> **What is required**
Report every line of the records beneath this task that holds the string "AbortInner".

Stored items
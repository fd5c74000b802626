//! Display-side reconciliation of a logo stream.
//!
//! `Gallery` folds `StreamEvent`s into the state a logo grid shows: the real
//! results so far, how many placeholders to draw, the progress counter, a
//! status banner and a single selected item.

use crate::abort::AbortAck;
use crate::errors::StreamFailure;
use crate::model::LogoEvent;
use crate::stream::{AbortInitiator, StreamEvent, StreamObserver};

/// Number of logos the service generates per task unless told otherwise.
pub const DEFAULT_EXPECTED_TOTAL: usize = 6;

/// One real result in the grid.
#[derive(Clone, Debug, PartialEq, Eq)]
pub struct GalleryItem {
    /// Service-assigned ordinal; the first logo is index 0.
    pub index: u32,
    pub image: String,
}

#[derive(Clone, Debug, PartialEq, Eq)]
pub enum GalleryPhase {
    Streaming,
    /// Abort requested, acknowledgment pending.
    Cancelling,
    Completed,
    Cancelled,
    Failed { message: String },
}

#[derive(Clone, Debug)]
pub struct Gallery {
    items: Vec<GalleryItem>,
    expected_total: usize,
    phase: GalleryPhase,
    selected: Option<u32>,
    notification: Option<String>,
}

impl Gallery {
    /// Starts a gallery holding the synchronously returned first logo.
    pub fn new(first_image: impl Into<String>, expected_total: usize) -> Self {
        Self {
            items: vec![GalleryItem {
                index: 0,
                image: first_image.into(),
            }],
            expected_total,
            phase: GalleryPhase::Streaming,
            selected: None,
            notification: None,
        }
    }

    /// Items in arrival order.
    pub fn items(&self) -> &[GalleryItem] {
        &self.items
    }

    /// Items sorted by their service-assigned index.
    pub fn ordered_items(&self) -> Vec<&GalleryItem> {
        let mut items: Vec<&GalleryItem> = self.items.iter().collect();
        items.sort_by_key(|item| item.index);
        items
    }

    pub fn phase(&self) -> &GalleryPhase {
        &self.phase
    }

    pub fn expected_total(&self) -> usize {
        self.expected_total
    }

    /// Logos generated so far, first one included.
    pub fn progress(&self) -> usize {
        self.items.len()
    }

    /// Placeholders are only drawn while streaming.
    pub fn placeholder_count(&self) -> usize {
        match self.phase {
            GalleryPhase::Streaming => self.expected_total.saturating_sub(self.items.len()),
            _ => 0,
        }
    }

    pub fn is_frozen(&self) -> bool {
        !matches!(
            self.phase,
            GalleryPhase::Streaming | GalleryPhase::Cancelling
        )
    }

    /// Marks an abort as requested; the grid stays as is until acknowledged.
    pub fn mark_cancelling(&mut self) {
        if self.phase == GalleryPhase::Streaming {
            self.phase = GalleryPhase::Cancelling;
            self.notification = Some("Cancelling generation...".to_string());
        }
    }

    /// Returns to `Streaming` when the abort had no effect because the stream
    /// already reached its terminal event (`AbortOutcome::AlreadyFinished`).
    pub fn cancel_rejected(&mut self) {
        if self.phase == GalleryPhase::Cancelling {
            self.phase = GalleryPhase::Streaming;
        }
    }

    /// Applies one stream event.
    pub fn apply(&mut self, event: &StreamEvent) {
        match event {
            StreamEvent::Opened { .. } => {}
            StreamEvent::Logo { logo, .. } => self.push_logo(logo),
            StreamEvent::Completed { .. } => self.complete(),
            StreamEvent::Aborted { ack, .. } => self.cancelled(ack),
            StreamEvent::Error { error, .. } => self.failed(error),
        }
    }

    /// One-line status text for the current phase.
    pub fn status_line(&self) -> String {
        match &self.phase {
            GalleryPhase::Streaming => format!(
                "Generating logos: {} of {}",
                self.progress(),
                self.expected_total
            ),
            GalleryPhase::Cancelling => "Cancelling generation...".to_string(),
            GalleryPhase::Completed => {
                format!("All {} logos generated successfully", self.items.len())
            }
            GalleryPhase::Cancelled => {
                format!("Generation cancelled: {} logos created", self.items.len())
            }
            GalleryPhase::Failed { message } => format!("Error generating logos: {message}"),
        }
    }

    /// Returns and clears the pending transient notification.
    pub fn take_notification(&mut self) -> Option<String> {
        self.notification.take()
    }

    pub fn selected(&self) -> Option<u32> {
        self.selected
    }

    /// Toggles `index`; any other selection is cleared.
    pub fn click(&mut self, index: u32) {
        if !self.items.iter().any(|item| item.index == index) {
            return;
        }
        self.selected = match self.selected {
            Some(current) if current == index => None,
            _ => Some(index),
        };
    }

    /// Click on empty grid space.
    pub fn click_empty(&mut self) {
        self.selected = None;
    }

    // Logos reaching the gallery while cancelling were emitted before the
    // abort took effect; `LogoStream` drops the ones that came after.
    fn push_logo(&mut self, logo: &LogoEvent) {
        if self.is_frozen()
            || self.items.iter().any(|item| item.index == logo.index)
        {
            return;
        }
        self.items.push(GalleryItem {
            index: logo.index,
            image: logo.image.clone(),
        });
        self.notification = Some(format!("Logo {} generated successfully!", logo.index + 1));
    }

    fn complete(&mut self) {
        if self.is_frozen() {
            return;
        }
        self.phase = GalleryPhase::Completed;
        self.notification = Some("All logos have been generated!".to_string());
    }

    fn cancelled(&mut self, ack: &AbortAck) {
        if self.is_frozen() {
            return;
        }
        let reported = usize::try_from(ack.total_generated)
            .unwrap_or(usize::MAX)
            .saturating_add(1);
        self.expected_total = self.items.len().max(reported);
        self.phase = GalleryPhase::Cancelled;
        self.notification = Some("Logo generation was cancelled".to_string());
    }

    fn failed(&mut self, error: &StreamFailure) {
        if self.is_frozen() {
            return;
        }
        let message = error.to_string();
        self.notification = Some(format!("Error generating logos: {message}"));
        self.phase = GalleryPhase::Failed { message };
    }
}

impl StreamObserver for Gallery {
    fn on_logo(&mut self, logo: &LogoEvent) {
        self.push_logo(logo);
    }

    fn on_complete(&mut self, _generated: usize) {
        self.complete();
    }

    fn on_error(&mut self, error: &StreamFailure) {
        self.failed(error);
    }

    fn on_abort(&mut self, ack: &AbortAck, _initiator: AbortInitiator) {
        self.cancelled(ack);
    }
}

#[cfg(test)]
mod tests {
    use super::*;
    use crate::model::{LogoStatus, TaskId};

    fn logo_event(index: u32) -> StreamEvent {
        StreamEvent::Logo {
            task_id: TaskId::new("abc"),
            seq: u64::from(index),
            logo: LogoEvent {
                index,
                image: format!("/images/acme_{index}.png"),
                status: LogoStatus::Success,
            },
        }
    }

    fn aborted(total_generated: u32) -> StreamEvent {
        StreamEvent::Aborted {
            task_id: TaskId::new("abc"),
            initiator: AbortInitiator::User,
            ack: AbortAck {
                total_generated,
                confirmed: true,
                message: None,
            },
        }
    }

    #[test]
    fn full_run_shows_all_results_without_placeholders() {
        let mut gallery = Gallery::new("/images/acme_0.png", 4);
        assert_eq!(gallery.placeholder_count(), 3);
        for index in 1..=3 {
            gallery.apply(&logo_event(index));
        }
        assert_eq!(gallery.status_line(), "Generating logos: 4 of 4");
        gallery.apply(&StreamEvent::Completed {
            task_id: TaskId::new("abc"),
            generated: 3,
        });

        assert_eq!(gallery.items().len(), 4);
        assert_eq!(gallery.placeholder_count(), 0);
        assert_eq!(gallery.status_line(), "All 4 logos generated successfully");
    }

    #[test]
    fn cancel_after_two_logos_freezes_at_three() {
        let mut gallery = Gallery::new("/images/acme_0.png", DEFAULT_EXPECTED_TOTAL);
        gallery.apply(&logo_event(1));
        gallery.apply(&logo_event(2));
        gallery.mark_cancelling();
        assert_eq!(gallery.status_line(), "Cancelling generation...");
        assert_eq!(gallery.placeholder_count(), 0);

        gallery.apply(&aborted(2));
        gallery.apply(&logo_event(3));

        assert_eq!(gallery.items().len(), 3);
        assert_eq!(gallery.expected_total(), 3);
        assert_eq!(gallery.phase(), &GalleryPhase::Cancelled);
        assert_eq!(gallery.status_line(), "Generation cancelled: 3 logos created");
    }

    #[test]
    fn logos_finished_before_cancel_still_count() {
        let mut gallery = Gallery::new("/images/acme_0.png", 4);
        gallery.apply(&logo_event(1));
        gallery.mark_cancelling();
        gallery.apply(&logo_event(2));
        gallery.apply(&logo_event(3));
        gallery.apply(&StreamEvent::Completed {
            task_id: TaskId::new("abc"),
            generated: 3,
        });

        assert_eq!(gallery.items().len(), 4);
        assert_eq!(gallery.phase(), &GalleryPhase::Completed);
        assert_eq!(gallery.status_line(), "All 4 logos generated successfully");
    }

    #[test]
    fn rejected_cancel_resumes_streaming() {
        let mut gallery = Gallery::new("/images/acme_0.png", 4);
        gallery.mark_cancelling();
        gallery.cancel_rejected();
        assert_eq!(gallery.phase(), &GalleryPhase::Streaming);
        assert_eq!(gallery.placeholder_count(), 3);
        assert_eq!(gallery.status_line(), "Generating logos: 1 of 4");

        gallery.apply(&aborted(0));
        gallery.cancel_rejected();
        assert_eq!(gallery.phase(), &GalleryPhase::Cancelled);
    }

    #[test]
    fn abort_total_is_max_of_local_and_reported_plus_one() {
        let mut gallery = Gallery::new("/images/acme_0.png", DEFAULT_EXPECTED_TOTAL);
        gallery.apply(&logo_event(1));
        gallery.apply(&aborted(4));
        assert_eq!(gallery.expected_total(), 5);

        let mut gallery = Gallery::new("/images/acme_0.png", DEFAULT_EXPECTED_TOTAL);
        gallery.apply(&logo_event(1));
        gallery.apply(&logo_event(2));
        gallery.apply(&aborted(0));
        assert_eq!(gallery.expected_total(), 3);
    }

    #[test]
    fn error_freezes_and_keeps_partial_results() {
        let mut gallery = Gallery::new("/images/acme_0.png", DEFAULT_EXPECTED_TOTAL);
        gallery.apply(&logo_event(1));
        gallery.apply(&StreamEvent::Error {
            task_id: TaskId::new("abc"),
            error: StreamFailure::Transport {
                message: "connection reset".into(),
            },
        });
        gallery.apply(&logo_event(2));

        assert_eq!(gallery.items().len(), 2);
        assert_eq!(gallery.placeholder_count(), 0);
        assert_eq!(
            gallery.status_line(),
            "Error generating logos: stream connection failed: connection reset"
        );
    }

    #[test]
    fn out_of_order_logos_keep_arrival_order_and_sort_by_index() {
        let mut gallery = Gallery::new("/images/acme_0.png", DEFAULT_EXPECTED_TOTAL);
        gallery.apply(&logo_event(3));
        gallery.apply(&logo_event(1));
        gallery.apply(&logo_event(1));

        let arrival: Vec<u32> = gallery.items().iter().map(|i| i.index).collect();
        let ordered: Vec<u32> = gallery.ordered_items().iter().map(|i| i.index).collect();
        assert_eq!(arrival, vec![0, 3, 1]);
        assert_eq!(ordered, vec![0, 1, 3]);
    }

    #[test]
    fn notifications_are_transient() {
        let mut gallery = Gallery::new("/images/acme_0.png", DEFAULT_EXPECTED_TOTAL);
        gallery.apply(&logo_event(1));
        assert_eq!(
            gallery.take_notification().as_deref(),
            Some("Logo 2 generated successfully!")
        );
        assert_eq!(gallery.take_notification(), None);
    }

    #[test]
    fn selection_is_exclusive_and_toggles() {
        let mut gallery = Gallery::new("/images/acme_0.png", DEFAULT_EXPECTED_TOTAL);
        gallery.apply(&logo_event(1));

        gallery.click(0);
        assert_eq!(gallery.selected(), Some(0));
        gallery.click(1);
        assert_eq!(gallery.selected(), Some(1));
        gallery.click(1);
        assert_eq!(gallery.selected(), None);
        gallery.click(0);
        gallery.click_empty();
        assert_eq!(gallery.selected(), None);
        gallery.click(42);
        assert_eq!(gallery.selected(), None);
    }
}
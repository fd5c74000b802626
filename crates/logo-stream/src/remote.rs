use std::pin::Pin;

use crate::errors::RemoteError;
use crate::model::TaskId;
use crate::transport::SseFrame;

/// Boxed stream of decoded SSE frames for one task.
pub type FrameStream =
    Pin<Box<dyn futures::Stream<Item = Result<SseFrame, RemoteError>> + Send + 'static>>;

/// Reply to the initial generate request.
#[derive(Clone, Debug, PartialEq, Eq)]
pub struct GenerateReply {
    pub task_id: TaskId,
    pub first_image: String,
}

/// Reply to a cancellation request.
#[derive(Clone, Debug, PartialEq, Eq, serde::Deserialize)]
pub struct AbortReply {
    pub status: String,
    #[serde(default)]
    pub total_generated: Option<u32>,
    #[serde(default)]
    pub message: Option<String>,
}

impl AbortReply {
    /// The service acknowledges a cancellation with `success` or `aborted`.
    pub fn is_acknowledged(&self) -> bool {
        matches!(self.status.as_str(), "success" | "aborted")
    }
}

/// Stream request parameters passed to `LogoService::open_stream`.
#[derive(Clone, Debug, PartialEq, Eq)]
pub struct StreamRequest {
    pub task_id: TaskId,
    pub company_name: String,
    pub total_logos: Option<u32>,
}

/// Contract implemented by the remote logo generation service.
///
/// `HttpLogoService` is the production implementation; tests substitute
/// in-memory fakes.
#[async_trait::async_trait]
pub trait LogoService: Send + Sync {
    /// Starts a task and returns its id with the first generated image.
    async fn generate(&self, company_name: &str) -> Result<GenerateReply, RemoteError>;

    /// Opens the push stream for a task. Dropping the returned stream closes
    /// the connection.
    async fn open_stream(&self, req: StreamRequest) -> Result<FrameStream, RemoteError>;

    /// Asks the service to stop generating for a task.
    async fn abort(&self, task_id: &TaskId) -> Result<AbortReply, RemoteError>;
}
use std::sync::Arc;
use std::sync::atomic::{AtomicU8, Ordering};

use tokio::sync::watch;
use tokio_util::sync::CancellationToken;
use tracing::{debug, info, warn};

use crate::model::TaskId;
use crate::remote::LogoService;

const OPEN: u8 = 0;
const ABORT_REQUESTED: u8 = 1;
const FINISHED: u8 = 2;

/// Lifecycle phase shared by a stream's controller and its abort handles.
///
/// Leaves `OPEN` exactly once: either to `ABORT_REQUESTED` (first `abort()`)
/// or to `FINISHED` (terminal event), whichever wins.
#[derive(Debug, Default)]
pub(crate) struct StreamPhase(AtomicU8);

#[derive(Debug, Clone, Copy, PartialEq, Eq)]
pub(crate) enum PhaseConflict {
    AbortAlreadyRequested,
    AlreadyFinished,
}

impl StreamPhase {
    pub(crate) fn request_abort(&self) -> Result<(), PhaseConflict> {
        match self
            .0
            .compare_exchange(OPEN, ABORT_REQUESTED, Ordering::AcqRel, Ordering::Acquire)
        {
            Ok(_) => Ok(()),
            Err(ABORT_REQUESTED) => Err(PhaseConflict::AbortAlreadyRequested),
            Err(_) => Err(PhaseConflict::AlreadyFinished),
        }
    }

    /// Returns `false` when an abort got there first.
    pub(crate) fn finish(&self) -> bool {
        self.0
            .compare_exchange(OPEN, FINISHED, Ordering::AcqRel, Ordering::Acquire)
            .is_ok()
    }

    pub(crate) fn is_abort_requested(&self) -> bool {
        self.0.load(Ordering::Acquire) == ABORT_REQUESTED
    }
}

/// Server acknowledgment of a cancellation, as reported to the consumer.
#[derive(Clone, Debug, PartialEq, Eq, serde::Serialize, serde::Deserialize)]
pub struct AbortAck {
    /// Logos the service reports as generated, first one included.
    pub total_generated: u32,
    /// `false` when the cancellation request failed or was not acknowledged;
    /// `total_generated` is then 0.
    pub confirmed: bool,
    pub message: Option<String>,
}

impl AbortAck {
    pub(crate) fn unconfirmed(message: impl Into<String>) -> Self {
        Self {
            total_generated: 0,
            confirmed: false,
            message: Some(message.into()),
        }
    }
}

/// Result of calling `AbortHandle::abort`.
#[derive(Clone, Debug, PartialEq, Eq)]
pub enum AbortOutcome {
    /// This call sent the cancellation request.
    Sent(AbortAck),
    /// An earlier call already sent it; nothing was done.
    AlreadyRequested,
    /// The stream had already reached a terminal state; nothing was sent.
    AlreadyFinished,
}

struct AbortInner {
    task_id: TaskId,
    service: Arc<dyn LogoService>,
    phase: Arc<StreamPhase>,
    cancel: CancellationToken,
    ack: watch::Sender<Option<AbortAck>>,
}

/// Handle used to cancel a running logo stream.
///
/// Clones share state: across all clones only the first `abort()` call sends
/// a cancellation request to the service.
#[derive(Clone)]
pub struct AbortHandle {
    inner: Arc<AbortInner>,
}

impl AbortHandle {
    pub(crate) fn new(
        task_id: TaskId,
        service: Arc<dyn LogoService>,
        phase: Arc<StreamPhase>,
        cancel: CancellationToken,
        ack: watch::Sender<Option<AbortAck>>,
    ) -> Self {
        Self {
            inner: Arc::new(AbortInner {
                task_id,
                service,
                phase,
                cancel,
                ack,
            }),
        }
    }

    /// Returns the task this handle cancels.
    pub fn task_id(&self) -> &TaskId {
        &self.inner.task_id
    }

    /// Returns `true` once any clone of this handle has requested an abort.
    pub fn is_requested(&self) -> bool {
        self.inner.phase.is_abort_requested()
    }

    /// Cancels the stream.
    ///
    /// The local connection is torn down before this future first yields, so
    /// no further stream messages are processed. The service is then notified
    /// and its acknowledgment is both returned here and delivered on the
    /// stream as the final `StreamEvent::Aborted`. Logos the service produced
    /// concurrently with the abort are discarded.
    pub async fn abort(&self) -> AbortOutcome {
        match self.inner.phase.request_abort() {
            Ok(()) => {}
            Err(PhaseConflict::AbortAlreadyRequested) => {
                debug!(task_id = %self.inner.task_id, "abort already sent for this task, ignoring");
                return AbortOutcome::AlreadyRequested;
            }
            Err(PhaseConflict::AlreadyFinished) => {
                debug!(task_id = %self.inner.task_id, "stream already finished, abort not sent");
                return AbortOutcome::AlreadyFinished;
            }
        }

        info!(task_id = %self.inner.task_id, "abort requested");
        self.inner.cancel.cancel();

        // Spawned so the acknowledgment still reaches the stream if the
        // caller drops this future.
        let inner = self.inner.clone();
        let request = tokio::spawn(async move {
            let ack = request_abort(inner.service.as_ref(), &inner.task_id).await;
            inner.ack.send_replace(Some(ack.clone()));
            ack
        });

        match request.await {
            Ok(ack) => AbortOutcome::Sent(ack),
            Err(err) => {
                let ack = AbortAck::unconfirmed(format!("abort request task failed: {err}"));
                self.inner.ack.send_replace(Some(ack.clone()));
                AbortOutcome::Sent(ack)
            }
        }
    }
}

async fn request_abort(service: &dyn LogoService, task_id: &TaskId) -> AbortAck {
    match service.abort(task_id).await {
        Ok(reply) if reply.is_acknowledged() => {
            info!(task_id = %task_id, total_generated = ?reply.total_generated, "abort acknowledged");
            AbortAck {
                total_generated: reply.total_generated.unwrap_or(0),
                confirmed: true,
                message: reply.message,
            }
        }
        Ok(reply) => {
            warn!(task_id = %task_id, status = %reply.status, "abort not acknowledged");
            AbortAck::unconfirmed(
                reply
                    .message
                    .unwrap_or_else(|| format!("service answered `{}`", reply.status)),
            )
        }
        Err(err) => {
            warn!(task_id = %task_id, error = %err, "abort request failed");
            AbortAck::unconfirmed(err.to_string())
        }
    }
}

pub(crate) async fn wait_for_ack(rx: &mut watch::Receiver<Option<AbortAck>>) -> AbortAck {
    match rx.wait_for(Option::is_some).await {
        Ok(ack) => ack
            .clone()
            .unwrap_or_else(|| AbortAck::unconfirmed("abort acknowledgment missing")),
        Err(_) => AbortAck::unconfirmed("abort handle dropped before acknowledgment"),
    }
}
use std::io;
use std::process::ExitStatus;

use thiserror::Error;

/// Everything that can go wrong while showing a toast.
#[derive(Debug, Error)]
pub enum Error {
    #[error(transparent)]
    Render(#[from] RenderError),

    #[error(transparent)]
    Dispatch(#[from] DispatchError),
}

/// The formatter failed while writing the script. Field contents are never
/// rejected, so this only surfaces on an internal formatting error.
#[derive(Debug, Error)]
#[error("Failed to render toast script")]
pub struct RenderError(#[from] core::fmt::Error);

/// The interpreter could not be launched or reported failure.
#[derive(Debug, Error)]
pub enum DispatchError {
    #[error("Failed to launch '{program}': {source}")]
    Spawn {
        program: String,
        #[source]
        source: io::Error,
    },

    #[error("'{program}' exited with {status}")]
    Failed { program: String, status: ExitStatus },
}

/// Returned when a name does not match any variant of an option set.
#[derive(Debug, Error, PartialEq, Eq)]
#[error("Unknown {kind} '{value}'")]
pub struct ParseEnumError {
    pub kind: &'static str,
    pub value: String,
}
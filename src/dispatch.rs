use std::borrow::Cow;
use std::process::{Command, Stdio};

use crate::error::DispatchError;

/// Runs a rendered toast script to completion.
pub trait Interpreter {
    /// # Errors
    ///
    /// Returns [`DispatchError`] when the interpreter cannot be launched or
    /// exits unsuccessfully.
    fn run(&self, script: &str) -> Result<(), DispatchError>;
}

/// Windows PowerShell, started without a console window.
pub struct PowerShell {
    program: Cow<'static, str>,
}

impl PowerShell {
    pub const PROGRAM: &'static str = "PowerShell";

    /// Use another executable, e.g. `pwsh`.
    #[must_use]
    pub fn with_program(program: impl Into<Cow<'static, str>>) -> Self {
        Self {
            program: program.into(),
        }
    }

    #[must_use]
    pub fn program(&self) -> &str {
        &self.program
    }
}

impl Default for PowerShell {
    fn default() -> Self {
        Self::with_program(Self::PROGRAM)
    }
}

impl Interpreter for PowerShell {
    fn run(&self, script: &str) -> Result<(), DispatchError> {
        let mut command = Command::new(&*self.program);
        command
            .arg("-Command")
            .arg(script)
            .stdin(Stdio::null())
            .stdout(Stdio::null())
            .stderr(Stdio::null());
        hide_window(&mut command);

        log::info!("Showing toast through {}", self.program);

        let status = command.status().map_err(|source| DispatchError::Spawn {
            program: self.program.to_string(),
            source,
        })?;

        if status.success() {
            Ok(())
        } else {
            Err(DispatchError::Failed {
                program: self.program.to_string(),
                status,
            })
        }
    }
}

#[cfg(windows)]
fn hide_window(command: &mut Command) {
    use std::os::windows::process::CommandExt as _;

    const CREATE_NO_WINDOW: u32 = 0x0800_0000;
    command.creation_flags(CREATE_NO_WINDOW);
}

#[cfg(not(windows))]
fn hide_window(_command: &mut Command) {}

#[cfg(test)]
mod tests {
    use core::cell::RefCell;
    use std::io;

    use pretty_assertions::assert_eq;

    use super::*;
    use crate::error::Error;
    use crate::render;
    use crate::toast::{Action, Notification};

    #[derive(Default)]
    struct Recorder {
        scripts: RefCell<Vec<String>>,
    }

    impl Interpreter for Recorder {
        fn run(&self, script: &str) -> Result<(), DispatchError> {
            self.scripts.borrow_mut().push(script.to_owned());
            Ok(())
        }
    }

    struct Unlaunchable;

    impl Interpreter for Unlaunchable {
        fn run(&self, _script: &str) -> Result<(), DispatchError> {
            Err(DispatchError::Spawn {
                program: "nope".to_owned(),
                source: io::Error::from(io::ErrorKind::NotFound),
            })
        }
    }

    #[test]
    fn send_runs_defaulted_script_once() {
        let recorder = Recorder::default();
        let n = Notification::new()
            .title("Build")
            .action(Action::new("Open", "open"));

        let mut expected = n.clone();
        expected.apply_defaults();
        let expected = render::script(&expected).expect("render");

        n.send_with(&recorder).expect("send");

        assert_eq!(*recorder.scripts.borrow(), [expected]);
    }

    #[test]
    fn dispatch_error_is_surfaced() {
        let err = Notification::new()
            .send_with(&Unlaunchable)
            .expect_err("dispatch must fail");

        assert!(matches!(err, Error::Dispatch(DispatchError::Spawn { .. })));
    }

    #[test]
    fn missing_interpreter_is_a_spawn_error() {
        let shell = PowerShell::with_program("wintoast-no-such-interpreter");
        let err = shell.run("exit 0").expect_err("spawn must fail");

        assert!(matches!(err, DispatchError::Spawn { ref program, .. } if program == "wintoast-no-such-interpreter"));
    }

    #[cfg(unix)]
    #[test]
    fn non_zero_exit_is_a_failure() {
        let err = PowerShell::with_program("false")
            .run("exit 1")
            .expect_err("false exits non-zero");

        assert!(matches!(err, DispatchError::Failed { .. }));
    }

    #[cfg(unix)]
    #[test]
    fn zero_exit_is_success() {
        PowerShell::with_program("true")
            .run("exit 0")
            .expect("true exits zero");
    }

    #[test]
    fn defaults_to_powershell() {
        assert_eq!(PowerShell::default().program(), "PowerShell");
    }
}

> **Written solution**
struct AbortInner {
    inner: Arc<AbortInner>,
            inner: Arc::new(AbortInner {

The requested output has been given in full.